The benchmark measure is valued at 12.7 times projected 12-month earnings, the highest level since Dec. 27. The gauge’s 90-day volatility, a measure of price swings, was 18.7 yesterday, compared with 9.4 for the MSCI World Index. The Thai index was little changed at 1,352.22 as of 11:49 a.m. local time.

Chongrak’s outlook contrasts with that of Asia Plus Securities Pcl, the nation’s second-biggest brokerage by market value. The firm advised investors yesterday to increase holdings of domestic equities as political tension eases. The return of foreign money to Thai stocks is also bolstering sentiment, the brokerage said.

Overseas investors bought a net $69.3 million of Thai stocks yesterday, a fourth day of inflows and the biggest purchases in two months, according to the exchange data compiled by Bloomberg.

Economy Outlook

The SET may still climb a further 5 percent from yesterday’s close to a peak of 1,420 this year, if there’s a quick resolution to the political crisis and a new government accelerates economic stimulus policies, Chongrak said.

He recommended shares of food producers and electronic parts makers, whose revenue and earnings stand to benefit from the economic recovery in developed countries, and are less affected by domestic turmoil.

UBS AG advised investors this week to wait for more clarity on the political crisis, or more attractive valuations, before buying.
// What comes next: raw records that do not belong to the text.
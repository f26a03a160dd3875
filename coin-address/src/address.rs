//! The canonical, checksum-verified address value.

use std::fmt;

use serde::{Serialize, Serializer};

use crate::codecs::{
    encode_cashaddr, encode_check, encode_decred, encode_eos, encode_evm, encode_graphene,
    encode_groestl, encode_hash, encode_nano, encode_nimiq, encode_nuls, encode_segwit,
    encode_stellar, encode_waves, encode_zilliqa, EvmChecksum, Family,
};
use crate::types::{CompressedPublicKey, Hash160, PublicKey32};

/// Version byte shared by Ontology, NEO and ARK account addresses.
pub(crate) const ACCOUNT_VERSION_0X17: u8 = 0x17;
/// Ripple account version byte.
pub(crate) const RIPPLE_VERSION: u8 = 0x00;
/// Tron mainnet version byte.
pub(crate) const TRON_VERSION: u8 = 0x41;
/// Iocoin P2PKH version byte.
pub(crate) const IOCOIN_VERSION: u8 = 0x67;
/// Leading byte of every Zcash transparent prefix.
pub(crate) const ZCASH_LEAD: u8 = 0x1C;

fn serialize_hex<S: Serializer>(bytes: &[u8], serializer: S) -> Result<S::Ok, S::Error> {
    serializer.serialize_str(&hex::encode(bytes))
}

/// Script role of a hash-carrying address.
#[derive(Debug, Clone, Copy, PartialEq, Eq, Hash, Serialize)]
#[serde(rename_all = "lowercase")]
pub enum ScriptKind {
    /// Pay to public key hash.
    P2pkh,
    /// Pay to script hash.
    P2sh,
}

/// A Base58Check version byte followed by a 20-byte hash.
#[derive(Debug, Clone, Copy, PartialEq, Eq, Hash, Serialize)]
pub struct LegacyAddress {
    pub prefix: u8,
    pub hash: Hash160,
}

/// A BIP-173/350 witness program.
#[derive(Debug, Clone, PartialEq, Eq, Hash, Serialize)]
pub struct SegwitAddress {
    /// Lowercase human-readable part.
    pub hrp: String,
    pub version: u8,
    #[serde(serialize_with = "serialize_hex")]
    pub program: Vec<u8>,
}

/// A bech32 string carrying a bare 20-byte key hash.
#[derive(Debug, Clone, PartialEq, Eq, Hash, Serialize)]
pub struct Bech32Address {
    /// Lowercase human-readable part.
    pub hrp: String,
    pub key_hash: Hash160,
}

/// A 20-byte hash tagged with its script role.
#[derive(Debug, Clone, Copy, PartialEq, Eq, Hash, Serialize)]
pub struct HashAddress {
    pub kind: ScriptKind,
    pub hash: Hash160,
}

/// ICON address kinds (`hx` accounts, `cx` contracts).
#[derive(Debug, Clone, Copy, PartialEq, Eq, Hash, Serialize)]
#[serde(rename_all = "lowercase")]
pub enum IconKind {
    Account,
    Contract,
}

impl IconKind {
    /// The two-letter address prefix.
    pub fn prefix(&self) -> &'static str {
        match self {
            IconKind::Account => "hx",
            IconKind::Contract => "cx",
        }
    }
}

#[derive(Debug, Clone, Copy, PartialEq, Eq, Hash, Serialize)]
pub struct IconAddress {
    pub kind: IconKind,
    pub hash: Hash160,
}

/// Tezos implicit (`tz1`, `tz2`, `tz3`) and originated (`KT1`) accounts.
#[derive(Debug, Clone, Copy, PartialEq, Eq, Hash, Serialize)]
#[serde(rename_all = "lowercase")]
pub enum TezosKind {
    Tz1,
    Tz2,
    Tz3,
    Kt1,
}

impl TezosKind {
    pub const ALL: [TezosKind; 4] = [TezosKind::Tz1, TezosKind::Tz2, TezosKind::Tz3, TezosKind::Kt1];

    /// Three-byte Base58Check prefix.
    pub fn prefix(&self) -> [u8; 3] {
        match self {
            TezosKind::Tz1 => [6, 161, 159],
            TezosKind::Tz2 => [6, 161, 161],
            TezosKind::Tz3 => [6, 161, 164],
            TezosKind::Kt1 => [2, 90, 121],
        }
    }
}

#[derive(Debug, Clone, Copy, PartialEq, Eq, Hash, Serialize)]
pub struct TezosAddress {
    pub kind: TezosKind,
    pub hash: Hash160,
}

/// EOS public key encodings.
#[derive(Debug, Clone, Copy, PartialEq, Eq, Hash, Serialize)]
#[serde(rename_all = "lowercase")]
pub enum EosKeyKind {
    /// `EOS...`, secp256k1.
    Legacy,
    /// `PUB_K1_...`, secp256k1.
    K1,
    /// `PUB_R1_...`, secp256r1.
    R1,
}

#[derive(Debug, Clone, Copy, PartialEq, Eq, Hash, Serialize)]
pub struct EosAddress {
    pub kind: EosKeyKind,
    pub key: CompressedPublicKey,
}

/// A validated address for one network.
///
/// Values only come out of a checksum-verified decode, so there is no
/// `Deserialize`. `Display` renders the canonical text, which classifies back
/// to an equal value.
#[derive(Debug, Clone, PartialEq, Eq, Hash, Serialize)]
#[serde(tag = "format", content = "payload", rename_all = "camelCase")]
pub enum CanonicalAddress {
    Legacy(LegacyAddress),
    Segwit(SegwitAddress),
    Cosmos(Bech32Address),
    CashAddr(HashAddress),
    Ethereum(Hash160),
    Wanchain(Hash160),
    Icon(IconAddress),
    Ontology(Hash160),
    Ripple(Hash160),
    Tezos(TezosAddress),
    Tron(Hash160),
    ZcashTransparent(HashAddress),
    Nimiq(Hash160),
    Stellar(PublicKey32),
    Aion(PublicKey32),
    Nano(PublicKey32),
    Neo(Hash160),
    Decred(HashAddress),
    Iocoin(Hash160),
    Groestlcoin(LegacyAddress),
    Iost(String),
    Nuls(Hash160),
    Bravo(CompressedPublicKey),
    Steem(CompressedPublicKey),
    Eos(EosAddress),
    IoTeX(Hash160),
    Zilliqa(#[serde(serialize_with = "serialize_hex")] Vec<u8>),
    Semux(Hash160),
    Ark(Hash160),
    Waves(Hash160),
}

impl CanonicalAddress {
    /// The Base58Check version byte, for shapes the prefix registry governs.
    pub fn legacy_prefix(&self) -> Option<u8> {
        match self {
            CanonicalAddress::Legacy(addr) | CanonicalAddress::Groestlcoin(addr) => Some(addr.prefix),
            _ => None,
        }
    }

    /// The human-readable part, for shapes the HRP registry governs.
    pub fn hrp(&self) -> Option<&str> {
        match self {
            CanonicalAddress::Segwit(addr) => Some(&addr.hrp),
            CanonicalAddress::Cosmos(addr) => Some(&addr.hrp),
            _ => None,
        }
    }

    /// The codec family that produced this value.
    pub fn family(&self) -> Family {
        match self {
            CanonicalAddress::Legacy(_) => Family::Legacy,
            CanonicalAddress::Segwit(_) => Family::Segwit,
            CanonicalAddress::Cosmos(_) => Family::CosmosBech32,
            CanonicalAddress::CashAddr(_) => Family::CashAddr,
            CanonicalAddress::Ethereum(_) => Family::Ethereum,
            CanonicalAddress::Wanchain(_) => Family::Wanchain,
            CanonicalAddress::Icon(_) => Family::Icon,
            CanonicalAddress::Ontology(_) => Family::Ontology,
            CanonicalAddress::Ripple(_) => Family::Ripple,
            CanonicalAddress::Tezos(_) => Family::Tezos,
            CanonicalAddress::Tron(_) => Family::Tron,
            CanonicalAddress::ZcashTransparent(_) => Family::ZcashTransparent,
            CanonicalAddress::Nimiq(_) => Family::Nimiq,
            CanonicalAddress::Stellar(_) => Family::Stellar,
            CanonicalAddress::Aion(_) => Family::Aion,
            CanonicalAddress::Nano(_) => Family::Nano,
            CanonicalAddress::Neo(_) => Family::Neo,
            CanonicalAddress::Decred(_) => Family::Decred,
            CanonicalAddress::Iocoin(_) => Family::Iocoin,
            CanonicalAddress::Groestlcoin(_) => Family::GroestlLegacy,
            CanonicalAddress::Iost(_) => Family::Iost,
            CanonicalAddress::Nuls(_) => Family::Nuls,
            CanonicalAddress::Bravo(_) => Family::Bravo,
            CanonicalAddress::Steem(_) => Family::Steem,
            CanonicalAddress::Eos(_) => Family::Eos,
            CanonicalAddress::IoTeX(_) => Family::IoTeX,
            CanonicalAddress::Zilliqa(_) => Family::Zilliqa,
            CanonicalAddress::Semux(_) => Family::Semux,
            CanonicalAddress::Ark(_) => Family::Ark,
            CanonicalAddress::Waves(_) => Family::Waves,
        }
    }
}

fn versioned(version: u8, hash: &Hash160, alphabet: &'static bs58::Alphabet) -> String {
    let mut payload = Vec::with_capacity(1 + Hash160::LEN);
    payload.push(version);
    payload.extend_from_slice(hash.as_bytes());
    encode_check(&payload, alphabet)
}

impl fmt::Display for CanonicalAddress {
    fn fmt(&self, f: &mut fmt::Formatter<'_>) -> fmt::Result {
        let text = match self {
            CanonicalAddress::Legacy(addr) => versioned(addr.prefix, &addr.hash, bs58::Alphabet::BITCOIN),
            CanonicalAddress::Segwit(addr) => encode_segwit(&addr.hrp, addr.version, &addr.program),
            CanonicalAddress::Cosmos(addr) => encode_hash(&addr.hrp, addr.key_hash.as_bytes()),
            CanonicalAddress::CashAddr(addr) => encode_cashaddr(addr.kind, &addr.hash),
            CanonicalAddress::Ethereum(hash) => encode_evm(hash, EvmChecksum::Eip55),
            CanonicalAddress::Wanchain(hash) => encode_evm(hash, EvmChecksum::Inverted),
            CanonicalAddress::Icon(addr) => format!("{}{}", addr.kind.prefix(), addr.hash.to_hex()),
            CanonicalAddress::Ontology(hash) | CanonicalAddress::Neo(hash) | CanonicalAddress::Ark(hash) => {
                versioned(ACCOUNT_VERSION_0X17, hash, bs58::Alphabet::BITCOIN)
            }
            CanonicalAddress::Ripple(hash) => versioned(RIPPLE_VERSION, hash, bs58::Alphabet::RIPPLE),
            CanonicalAddress::Tezos(addr) => {
                let mut payload = addr.kind.prefix().to_vec();
                payload.extend_from_slice(addr.hash.as_bytes());
                encode_check(&payload, bs58::Alphabet::BITCOIN)
            }
            CanonicalAddress::Tron(hash) => versioned(TRON_VERSION, hash, bs58::Alphabet::BITCOIN),
            CanonicalAddress::ZcashTransparent(addr) => {
                let second = match addr.kind {
                    ScriptKind::P2pkh => crate::registry::ZCASHT_P2PKH,
                    ScriptKind::P2sh => crate::registry::ZCASHT_P2SH,
                };
                let mut payload = vec![ZCASH_LEAD, second];
                payload.extend_from_slice(addr.hash.as_bytes());
                encode_check(&payload, bs58::Alphabet::BITCOIN)
            }
            CanonicalAddress::Nimiq(hash) => encode_nimiq(hash),
            CanonicalAddress::Stellar(key) => encode_stellar(key),
            CanonicalAddress::Aion(key) => format!("0x{}", key.to_hex()),
            CanonicalAddress::Nano(key) => encode_nano(key),
            CanonicalAddress::Decred(addr) => encode_decred(addr.kind, &addr.hash),
            CanonicalAddress::Iocoin(hash) => versioned(IOCOIN_VERSION, hash, bs58::Alphabet::BITCOIN),
            CanonicalAddress::Groestlcoin(addr) => encode_groestl(addr.prefix, &addr.hash),
            CanonicalAddress::Iost(name) => name.clone(),
            CanonicalAddress::Nuls(hash) => encode_nuls(hash),
            CanonicalAddress::Bravo(key) => encode_graphene("BRV", key),
            CanonicalAddress::Steem(key) => encode_graphene("STM", key),
            CanonicalAddress::Eos(addr) => encode_eos(addr.kind, &addr.key),
            CanonicalAddress::IoTeX(hash) => encode_hash("io", hash.as_bytes()),
            CanonicalAddress::Zilliqa(key_hash) => encode_zilliqa(key_hash),
            CanonicalAddress::Semux(hash) => format!("0x{}", hash.to_hex()),
            CanonicalAddress::Waves(hash) => encode_waves(hash),
        };
        f.write_str(&text)
    }
}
“The politically induced slowdown in activity is already happening against the backdrop of a major credit expansion, and a political solution is no clearer,” Niall Macleod, a strategist at UBS, wrote in a note on March 4.

Yingluck’s administration has endured more than four months of protests as opposition groups accuse her government of corruption and abuse of power. She dissolved parliament in December and called for a general election on Feb. 2, which the biggest opposition party boycotted.

The Thai economy may expand less than 3 percent in 2014 as the unrest damages domestic demand, Don Nakornthab, director for the macroeconomic policy office at the Bank of Thailand, said on Feb. 28. Gross domestic product grew 2.9 percent in 2013, compared with an average of 4.2 percent since 1999, according to data compiled by Bloomberg.